─── Excerpted records

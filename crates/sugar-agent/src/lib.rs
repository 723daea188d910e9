//! `sugar-agent` — the two entity variants and their per-activation rules.
//!
//! Behavior functions here are pure decisions over read-only world state
//! plus the shared RNG; all mutation of the grid and schedule happens in
//! the simulation crate's activation loop.  This keeps each rule testable
//! against a hand-built grid without standing up a full model.
//!
//! | Module      | Contents                                             |
//! |-------------|------------------------------------------------------|
//! | [`patch`]   | `SugarPatch`, constant-growback regrowth             |
//! | [`forager`] | `Forager`, attribute draws, movement + harvest rules |

pub mod forager;
pub mod patch;


pub use forager::{Forager, INITIAL_SUGAR, METABOLISM, VISION};
pub use patch::{GROWBACK_RATE, SugarPatch};
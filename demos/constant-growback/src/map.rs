//! Synthetic two-peak sugar distribution.
//!
//! The classic scenario concentrates sugar in two mounds on opposite
//! quadrants of the grid, capacity 4 at each summit falling off in rings
//! to barren cells between them.  Rendered as the plain-text matrix format
//! `SugarMap` parses, so the demo exercises the same loader a map file
//! would.

/// Render a `width × height` two-peak capacity matrix as map text.
pub fn two_peak_map(width: u32, height: u32) -> String {
    let peaks = [
        (width as f64 * 0.25, height as f64 * 0.75),
        (width as f64 * 0.75, height as f64 * 0.25),
    ];
    // Ring width: each capacity level spans a tenth of the grid.
    let falloff = width.max(height) as f64 / 10.0;

    let mut out = String::new();
    for y in 0..height {
        let row: Vec<String> = (0..width)
            .map(|x| {
                let level = peaks
                    .iter()
                    .map(|&(px, py)| {
                        let d = ((x as f64 - px).powi(2) + (y as f64 - py).powi(2)).sqrt();
                        (4.0 - d / falloff).ceil().clamp(0.0, 4.0) as u32
                    })
                    .max()
                    .unwrap_or(0);
                level.to_string()
            })
            .collect();
        out.push_str(&row.join(" "));
        out.push('\n');
    }
    out
}

#[cfg(test)]
mod tests {
    use super::*;

    #[test]
    fn summits_reach_maximum_capacity() {
        let text = two_peak_map(50, 50);
        let rows: Vec<Vec<u32>> = text
            .lines()
            .map(|l| l.split_whitespace().map(|t| t.parse().unwrap()).collect())
            .collect();
        assert_eq!(rows.len(), 50);
        assert!(rows.iter().all(|r| r.len() == 50));
        // Summit cells sit at the peak coordinates (x=12, y=37) and (x=37, y=12).
        assert_eq!(rows[37][12], 4);
        assert_eq!(rows[12][37], 4);
        // Capacity never exceeds the maximum level.
        assert!(rows.iter().flatten().all(|&v| v <= 4));
    }

    #[test]
    fn valley_between_peaks_is_barren() {
        let text = two_peak_map(50, 50);
        let rows: Vec<Vec<u32>> = text
            .lines()
            .map(|l| l.split_whitespace().map(|t| t.parse().unwrap()).collect())
            .collect();
        // Corners far from both peaks hold nothing.
        assert_eq!(rows[0][0], 0);
        assert_eq!(rows[49][49], 0);
    }
}
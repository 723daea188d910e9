//! The multi-occupancy lattice grid.
//!
//! # Data layout
//!
//! One `Vec<Entity>` per cell, stored row-major: cell `(x, y)` lives at
//! index `y * width + x`.  Patch IDs are assigned to equal this cell index,
//! so a patch lookup from a position is a single array access with no map
//! in between.
//!
//! # Boundary semantics
//!
//! The grid is finite and non-wrapping.  Neighborhood queries clip at the
//! edges; mutating operations on out-of-bounds coordinates return
//! [`GridError::OutOfBounds`] rather than panicking.

use sugar_core::{Entity, EntityKind, GridPos};

use crate::{GridError, GridResult};

/// A dense `width × height` grid of per-cell occupant lists.
pub struct MultiGrid {
    width: u32,
    height: u32,
    /// Row-major cell occupant lists.  Length = `width * height`.
    cells: Vec<Vec<Entity>>,
}

impl MultiGrid {
    /// Construct an empty grid.
    ///
    /// # Panics
    /// Panics in debug mode if either dimension is zero; the model builder
    /// validates dimensions before constructing a grid.
    pub fn new(width: u32, height: u32) -> Self {
        debug_assert!(width > 0 && height > 0, "grid dimensions must be positive");
        Self {
            width,
            height,
            cells: vec![Vec::new(); width as usize * height as usize],
        }
    }

    // ── Dimensions ────────────────────────────────────────────────────────

    pub fn width(&self) -> u32 {
        self.width
    }

    pub fn height(&self) -> u32 {
        self.height
    }

    pub fn cell_count(&self) -> usize {
        self.cells.len()
    }

    /// `true` if `pos` lies inside the grid.
    #[inline]
    pub fn contains(&self, pos: GridPos) -> bool {
        pos.x < self.width && pos.y < self.height
    }

    /// Row-major index of `pos`.  Doubles as the cell's `PatchId` value.
    ///
    /// `pos` must be in bounds; callers obtain positions from bounds-checked
    /// operations or [`von_neumann_range`][Self::von_neumann_range].
    #[inline]
    pub fn cell_index(&self, pos: GridPos) -> usize {
        debug_assert!(self.contains(pos));
        pos.y as usize * self.width as usize + pos.x as usize
    }

    // ── Occupancy ─────────────────────────────────────────────────────────

    /// Add `entity` to the occupant list of `pos`.
    ///
    /// Multiple occupants per cell are allowed; placement never displaces
    /// anything already there.
    pub fn place(&mut self, entity: Entity, pos: GridPos) -> GridResult<()> {
        let idx = self.checked_index(pos)?;
        self.cells[idx].push(entity);
        Ok(())
    }

    /// Remove `entity` from the occupant list of `pos`.
    pub fn remove(&mut self, entity: Entity, pos: GridPos) -> GridResult<()> {
        let idx = self.checked_index(pos)?;
        let cell = &mut self.cells[idx];
        match cell.iter().position(|&e| e == entity) {
            // Occupant order within a cell carries no meaning.
            Some(i) => {
                cell.swap_remove(i);
                Ok(())
            }
            None => Err(GridError::NotPresent { entity, pos }),
        }
    }

    /// Move `entity` from `from` to `to` in one step.
    ///
    /// Both positions are validated before anything is mutated, so a failed
    /// relocate leaves the grid unchanged.
    pub fn relocate(&mut self, entity: Entity, from: GridPos, to: GridPos) -> GridResult<()> {
        self.checked_index(to)?;
        self.remove(entity, from)?;
        self.place(entity, to)
    }

    /// Occupants of `pos`.  `pos` must be in bounds.
    #[inline]
    pub fn entities_at(&self, pos: GridPos) -> &[Entity] {
        &self.cells[self.cell_index(pos)]
    }

    /// `true` if any forager occupies `pos`.  `pos` must be in bounds.
    ///
    /// This is the occupancy test of the movement rule: patches do not
    /// count, only other mobile entities block a cell.
    #[inline]
    pub fn has_forager_at(&self, pos: GridPos) -> bool {
        self.entities_at(pos)
            .iter()
            .any(|e| e.kind() == EntityKind::Forager)
    }

    /// Iterate all coordinates with their current occupant lists, row-major.
    pub fn coord_iter(&self) -> impl Iterator<Item = (GridPos, &[Entity])> + '_ {
        self.cells.iter().enumerate().map(|(i, cell)| {
            let pos = GridPos::new(
                (i % self.width as usize) as u32,
                (i / self.width as usize) as u32,
            );
            (pos, cell.as_slice())
        })
    }

    // ── Neighborhoods ─────────────────────────────────────────────────────

    /// All in-bounds cells at Manhattan distance `1..=radius` from `pos`
    /// (the von Neumann diamond, center excluded), clipped at the edges.
    ///
    /// Returned in deterministic row-major scan order so that downstream
    /// tie-breaking depends only on the shared RNG, never on iteration
    /// order.
    pub fn von_neumann_range(&self, pos: GridPos, radius: u32) -> Vec<GridPos> {
        let r = radius as i64;
        let (cx, cy) = (pos.x as i64, pos.y as i64);
        let mut out = Vec::new();
        for dy in -r..=r {
            let span = r - dy.abs();
            for dx in -span..=span {
                if dx == 0 && dy == 0 {
                    continue;
                }
                let (x, y) = (cx + dx, cy + dy);
                if x < 0 || y < 0 || x >= self.width as i64 || y >= self.height as i64 {
                    continue;
                }
                out.push(GridPos::new(x as u32, y as u32));
            }
        }
        out
    }

    // ── Private helpers ───────────────────────────────────────────────────

    fn checked_index(&self, pos: GridPos) -> GridResult<usize> {
        if !self.contains(pos) {
            return Err(GridError::OutOfBounds {
                pos,
                width: self.width,
                height: self.height,
            });
        }
        Ok(self.cell_index(pos))
    }
}
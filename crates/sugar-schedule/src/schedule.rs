//! `TypeSchedule` — per-type entity rosters with randomized activation order.

use sugar_core::{Entity, EntityKind, SimRng, Tick};

use crate::{ScheduleError, ScheduleResult};

/// The random-activation-by-type scheduler.
///
/// Entities register under their type tag.  Each tick the simulation asks
/// for an [`activation_order`][Self::activation_order]: every type group is
/// independently Fisher-Yates shuffled, and groups are concatenated in
/// first-registration order (patches register before foragers at model
/// construction, so patches activate first).  Within a group no entity is
/// favored across ticks; across groups the ordering is fixed.
///
/// The schedule also owns the simulation clock: a monotonically increasing
/// tick counter advanced once per model step via [`advance`][Self::advance].
#[derive(Default)]
pub struct TypeSchedule {
    /// One roster per entity kind, in first-registration order.
    rosters: Vec<(EntityKind, Vec<Entity>)>,
    time: Tick,
}

impl TypeSchedule {
    pub fn new() -> Self {
        Self::default()
    }

    // ── Registration ──────────────────────────────────────────────────────

    /// Add `entity` to its type group, creating the group on first sight.
    ///
    /// Registering the same entity twice would activate it twice per tick;
    /// the model registers each entity exactly once at creation.
    pub fn register(&mut self, entity: Entity) {
        let kind = entity.kind();
        match self.rosters.iter_mut().find(|(k, _)| *k == kind) {
            Some((_, roster)) => roster.push(entity),
            None => self.rosters.push((kind, vec![entity])),
        }
    }

    /// Drop a dead entity from its type group.
    pub fn remove(&mut self, entity: Entity) -> ScheduleResult<()> {
        let kind = entity.kind();
        let roster = self
            .rosters
            .iter_mut()
            .find(|(k, _)| *k == kind)
            .map(|(_, r)| r)
            .ok_or(ScheduleError::NotRegistered(entity))?;
        match roster.iter().position(|&e| e == entity) {
            // Roster order carries no meaning — it is shuffled before use.
            Some(i) => {
                roster.swap_remove(i);
                Ok(())
            }
            None => Err(ScheduleError::NotRegistered(entity)),
        }
    }

    // ── Queries ───────────────────────────────────────────────────────────

    /// Number of living entities of `kind`.
    pub fn count(&self, kind: EntityKind) -> usize {
        self.rosters
            .iter()
            .find(|(k, _)| *k == kind)
            .map_or(0, |(_, r)| r.len())
    }

    /// Total registered entities across all kinds.
    pub fn total(&self) -> usize {
        self.rosters.iter().map(|(_, r)| r.len()).sum()
    }

    /// Type kinds in activation (first-registration) order.
    pub fn kinds(&self) -> impl Iterator<Item = EntityKind> + '_ {
        self.rosters.iter().map(|(k, _)| *k)
    }

    // ── Clock ─────────────────────────────────────────────────────────────

    /// The current tick.  Starts at zero; advanced once per model step.
    pub fn time(&self) -> Tick {
        self.time
    }

    /// Advance the clock by one tick.
    pub fn advance(&mut self) {
        self.time = self.time + 1;
    }

    // ── Activation ────────────────────────────────────────────────────────

    /// Produce one tick's activation sequence.
    ///
    /// Each type group is shuffled independently through the shared RNG,
    /// then groups are concatenated in registration order.  The returned
    /// list is a snapshot: entities removed mid-tick (a forager starving
    /// during its own activation) have already acted and are simply absent
    /// next tick.
    pub fn activation_order(&self, rng: &mut SimRng) -> Vec<Entity> {
        let mut order = Vec::with_capacity(self.total());
        for (_, roster) in &self.rosters {
            let start = order.len();
            order.extend_from_slice(roster);
            rng.shuffle(&mut order[start..]);
        }
        order
    }
}
use sugar_core::Entity;
use thiserror::Error;

#[derive(Debug, Error)]
pub enum ScheduleError {
    #[error("{0} is not registered with the schedule")]
    NotRegistered(Entity),
}

pub type ScheduleResult<T> = Result<T, ScheduleError>;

──────

» What to work on:
Return only the part of the records above that opens with the line containing "filename demos/constant-growback/src/map.rs" and closes with the line containing "and (x=37, y=12).", ends included.

» Expected answer:
filename demos/constant-growback/src/map.rs
//! Synthetic two-peak sugar distribution.
//!
//! The classic scenario concentrates sugar in two mounds on opposite
//! quadrants of the grid, capacity 4 at each summit falling off in rings
//! to barren cells between them.  Rendered as the plain-text matrix format
//! `SugarMap` parses, so the demo exercises the same loader a map file
//! would.

/// Render a `width × height` two-peak capacity matrix as map text.
pub fn two_peak_map(width: u32, height: u32) -> String {
    let peaks = [
        (width as f64 * 0.25, height as f64 * 0.75),
        (width as f64 * 0.75, height as f64 * 0.25),
    ];
    // Ring width: each capacity level spans a tenth of the grid.
    let falloff = width.max(height) as f64 / 10.0;

    let mut out = String::new();
    for y in 0..height {
        let row: Vec<String> = (0..width)
            .map(|x| {
                let level = peaks
                    .iter()
                    .map(|&(px, py)| {
                        let d = ((x as f64 - px).powi(2) + (y as f64 - py).powi(2)).sqrt();
                        (4.0 - d / falloff).ceil().clamp(0.0, 4.0) as u32
                    })
                    .max()
                    .unwrap_or(0);
                level.to_string()
            })
            .collect();
        out.push_str(&row.join(" "));
        out.push('\n');
    }
    out
}

#[cfg(test)]
mod tests {
    use super::*;

    #[test]
    fn summits_reach_maximum_capacity() {
        let text = two_peak_map(50, 50);
        let rows: Vec<Vec<u32>> = text
            .lines()
            .map(|l| l.split_whitespace().map(|t| t.parse().unwrap()).collect())
            .collect();
        assert_eq!(rows.len(), 50);
        assert!(rows.iter().all(|r| r.len() == 50));
        // Summit cells sit at the peak coordinates (x=12, y=37) and (x=37, y=12).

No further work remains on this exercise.